Task objective: Copy every record that follows, word for word.

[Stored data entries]
--------------------
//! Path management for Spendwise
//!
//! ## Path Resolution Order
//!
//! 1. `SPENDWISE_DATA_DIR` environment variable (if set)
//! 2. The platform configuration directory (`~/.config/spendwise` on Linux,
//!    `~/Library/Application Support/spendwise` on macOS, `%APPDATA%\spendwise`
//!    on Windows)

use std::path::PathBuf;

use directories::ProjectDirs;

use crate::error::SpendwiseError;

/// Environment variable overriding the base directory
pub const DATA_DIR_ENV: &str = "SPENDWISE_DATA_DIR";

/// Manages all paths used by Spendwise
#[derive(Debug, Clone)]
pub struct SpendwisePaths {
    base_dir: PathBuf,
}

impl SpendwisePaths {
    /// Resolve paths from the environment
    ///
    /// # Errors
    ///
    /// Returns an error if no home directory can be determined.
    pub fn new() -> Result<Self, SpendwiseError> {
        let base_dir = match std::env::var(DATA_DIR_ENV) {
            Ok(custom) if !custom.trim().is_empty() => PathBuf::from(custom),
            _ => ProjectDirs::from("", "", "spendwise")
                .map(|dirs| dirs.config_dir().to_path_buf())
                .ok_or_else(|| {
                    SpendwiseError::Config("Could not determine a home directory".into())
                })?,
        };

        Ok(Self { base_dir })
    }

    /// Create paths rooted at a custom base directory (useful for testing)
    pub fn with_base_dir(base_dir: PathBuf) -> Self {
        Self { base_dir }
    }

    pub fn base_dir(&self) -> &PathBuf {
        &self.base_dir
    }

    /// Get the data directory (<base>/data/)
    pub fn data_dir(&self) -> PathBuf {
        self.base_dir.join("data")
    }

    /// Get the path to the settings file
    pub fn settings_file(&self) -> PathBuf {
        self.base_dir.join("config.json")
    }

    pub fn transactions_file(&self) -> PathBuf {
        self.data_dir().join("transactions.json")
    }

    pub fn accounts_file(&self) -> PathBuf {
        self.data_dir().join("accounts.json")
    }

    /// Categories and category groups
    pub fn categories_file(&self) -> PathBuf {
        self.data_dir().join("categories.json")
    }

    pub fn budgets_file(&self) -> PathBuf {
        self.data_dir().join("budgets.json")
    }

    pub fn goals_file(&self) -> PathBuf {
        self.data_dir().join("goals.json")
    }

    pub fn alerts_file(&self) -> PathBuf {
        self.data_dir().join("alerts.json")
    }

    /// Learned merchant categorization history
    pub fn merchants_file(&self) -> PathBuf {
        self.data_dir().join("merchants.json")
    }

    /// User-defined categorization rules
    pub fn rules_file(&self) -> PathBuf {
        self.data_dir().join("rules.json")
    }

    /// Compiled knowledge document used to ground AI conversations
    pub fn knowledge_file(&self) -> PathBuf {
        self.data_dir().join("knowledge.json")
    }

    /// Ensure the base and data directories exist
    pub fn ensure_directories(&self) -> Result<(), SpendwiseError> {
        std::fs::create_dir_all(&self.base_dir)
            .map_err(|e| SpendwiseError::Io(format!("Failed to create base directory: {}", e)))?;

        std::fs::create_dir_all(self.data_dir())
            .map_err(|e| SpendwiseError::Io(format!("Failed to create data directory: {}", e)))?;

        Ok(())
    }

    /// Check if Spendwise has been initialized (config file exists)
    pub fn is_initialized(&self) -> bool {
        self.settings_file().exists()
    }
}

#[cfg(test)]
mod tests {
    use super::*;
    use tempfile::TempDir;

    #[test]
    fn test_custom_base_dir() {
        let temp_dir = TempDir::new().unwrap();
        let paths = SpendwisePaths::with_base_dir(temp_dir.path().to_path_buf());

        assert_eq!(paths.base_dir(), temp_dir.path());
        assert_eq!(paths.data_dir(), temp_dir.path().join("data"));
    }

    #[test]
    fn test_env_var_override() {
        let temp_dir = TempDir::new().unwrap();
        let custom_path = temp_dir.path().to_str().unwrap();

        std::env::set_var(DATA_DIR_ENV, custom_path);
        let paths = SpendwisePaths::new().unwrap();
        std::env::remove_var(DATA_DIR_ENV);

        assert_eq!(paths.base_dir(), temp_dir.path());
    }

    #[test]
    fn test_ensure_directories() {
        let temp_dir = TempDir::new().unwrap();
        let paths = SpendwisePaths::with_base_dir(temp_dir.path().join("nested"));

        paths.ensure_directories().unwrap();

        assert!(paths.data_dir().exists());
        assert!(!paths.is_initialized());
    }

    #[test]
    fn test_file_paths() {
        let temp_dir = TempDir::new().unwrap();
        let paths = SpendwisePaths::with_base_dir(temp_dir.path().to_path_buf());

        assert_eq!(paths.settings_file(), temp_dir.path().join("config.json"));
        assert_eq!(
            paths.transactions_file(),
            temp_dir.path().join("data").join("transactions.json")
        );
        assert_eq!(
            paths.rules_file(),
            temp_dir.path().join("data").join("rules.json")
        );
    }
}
--------------------
Solution:
//! Path management for Spendwise
//!
//! ## Path Resolution Order
//!
//! 1. `SPENDWISE_DATA_DIR` environment variable (if set)
//! 2. The platform configuration directory (`~/.config/spendwise` on Linux,
//!    `~/Library/Application Support/spendwise` on macOS, `%APPDATA%\spendwise`
//!    on Windows)

use std::path::PathBuf;

use directories::ProjectDirs;

use crate::error::SpendwiseError;

/// Environment variable overriding the base directory
pub const DATA_DIR_ENV: &str = "SPENDWISE_DATA_DIR";

/// Manages all paths used by Spendwise
#[derive(Debug, Clone)]
pub struct SpendwisePaths {
    base_dir: PathBuf,
}

impl SpendwisePaths {
    /// Resolve paths from the environment
    ///
    /// # Errors
    ///
    /// Returns an error if no home directory can be determined.
    pub fn new() -> Result<Self, SpendwiseError> {
        let base_dir = match std::env::var(DATA_DIR_ENV) {
            Ok(custom) if !custom.trim().is_empty() => PathBuf::from(custom),
            _ => ProjectDirs::from("", "", "spendwise")
                .map(|dirs| dirs.config_dir().to_path_buf())
                .ok_or_else(|| {
                    SpendwiseError::Config("Could not determine a home directory".into())
                })?,
        };

        Ok(Self { base_dir })
    }

    /// Create paths rooted at a custom base directory (useful for testing)
    pub fn with_base_dir(base_dir: PathBuf) -> Self {
        Self { base_dir }
    }

    pub fn base_dir(&self) -> &PathBuf {
        &self.base_dir
    }

    /// Get the data directory (<base>/data/)
    pub fn data_dir(&self) -> PathBuf {
        self.base_dir.join("data")
    }

    /// Get the path to the settings file
    pub fn settings_file(&self) -> PathBuf {
        self.base_dir.join("config.json")
    }

    pub fn transactions_file(&self) -> PathBuf {
        self.data_dir().join("transactions.json")
    }

    pub fn accounts_file(&self) -> PathBuf {
        self.data_dir().join("accounts.json")
    }

    /// Categories and category groups
    pub fn categories_file(&self) -> PathBuf {
        self.data_dir().join("categories.json")
    }

    pub fn budgets_file(&self) -> PathBuf {
        self.data_dir().join("budgets.json")
    }

    pub fn goals_file(&self) -> PathBuf {
        self.data_dir().join("goals.json")
    }

    pub fn alerts_file(&self) -> PathBuf {
        self.data_dir().join("alerts.json")
    }

    /// Learned merchant categorization history
    pub fn merchants_file(&self) -> PathBuf {
        self.data_dir().join("merchants.json")
    }

    /// User-defined categorization rules
    pub fn rules_file(&self) -> PathBuf {
        self.data_dir().join("rules.json")
    }

    /// Compiled knowledge document used to ground AI conversations
    pub fn knowledge_file(&self) -> PathBuf {
        self.data_dir().join("knowledge.json")
    }

    /// Ensure the base and data directories exist
    pub fn ensure_directories(&self) -> Result<(), SpendwiseError> {
        std::fs::create_dir_all(&self.base_dir)
            .map_err(|e| SpendwiseError::Io(format!("Failed to create base directory: {}", e)))?;

        std::fs::create_dir_all(self.data_dir())
            .map_err(|e| SpendwiseError::Io(format!("Failed to create data directory: {}", e)))?;

        Ok(())
    }

    /// Check if Spendwise has been initialized (config file exists)
    pub fn is_initialized(&self) -> bool {
        self.settings_file().exists()
    }
}

#[cfg(test)]
mod tests {
    use super::*;
    use tempfile::TempDir;

    #[test]
    fn test_custom_base_dir() {
        let temp_dir = TempDir::new().unwrap();
        let paths = SpendwisePaths::with_base_dir(temp_dir.path().to_path_buf());

        assert_eq!(paths.base_dir(), temp_dir.path());
        assert_eq!(paths.data_dir(), temp_dir.path().join("data"));
    }

    #[test]
    fn test_env_var_override() {
        let temp_dir = TempDir::new().unwrap();
        let custom_path = temp_dir.path().to_str().unwrap();

        std::env::set_var(DATA_DIR_ENV, custom_path);
        let paths = SpendwisePaths::new().unwrap();
        std::env::remove_var(DATA_DIR_ENV);

        assert_eq!(paths.base_dir(), temp_dir.path());
    }

    #[test]
    fn test_ensure_directories() {
        let temp_dir = TempDir::new().unwrap();
        let paths = SpendwisePaths::with_base_dir(temp_dir.path().join("nested"));

        paths.ensure_directories().unwrap();

        assert!(paths.data_dir().exists());
        assert!(!paths.is_initialized());
    }

    #[test]
    fn test_file_paths() {
        let temp_dir = TempDir::new().unwrap();
        let paths = SpendwisePaths::with_base_dir(temp_dir.path().to_path_buf());

        assert_eq!(paths.settings_file(), temp_dir.path().join("config.json"));
        assert_eq!(
            paths.transactions_file(),
            temp_dir.path().join("data").join("transactions.json")
        );
        assert_eq!(
            paths.rules_file(),
            temp_dir.path().join("data").join("rules.json")
        );
    }
}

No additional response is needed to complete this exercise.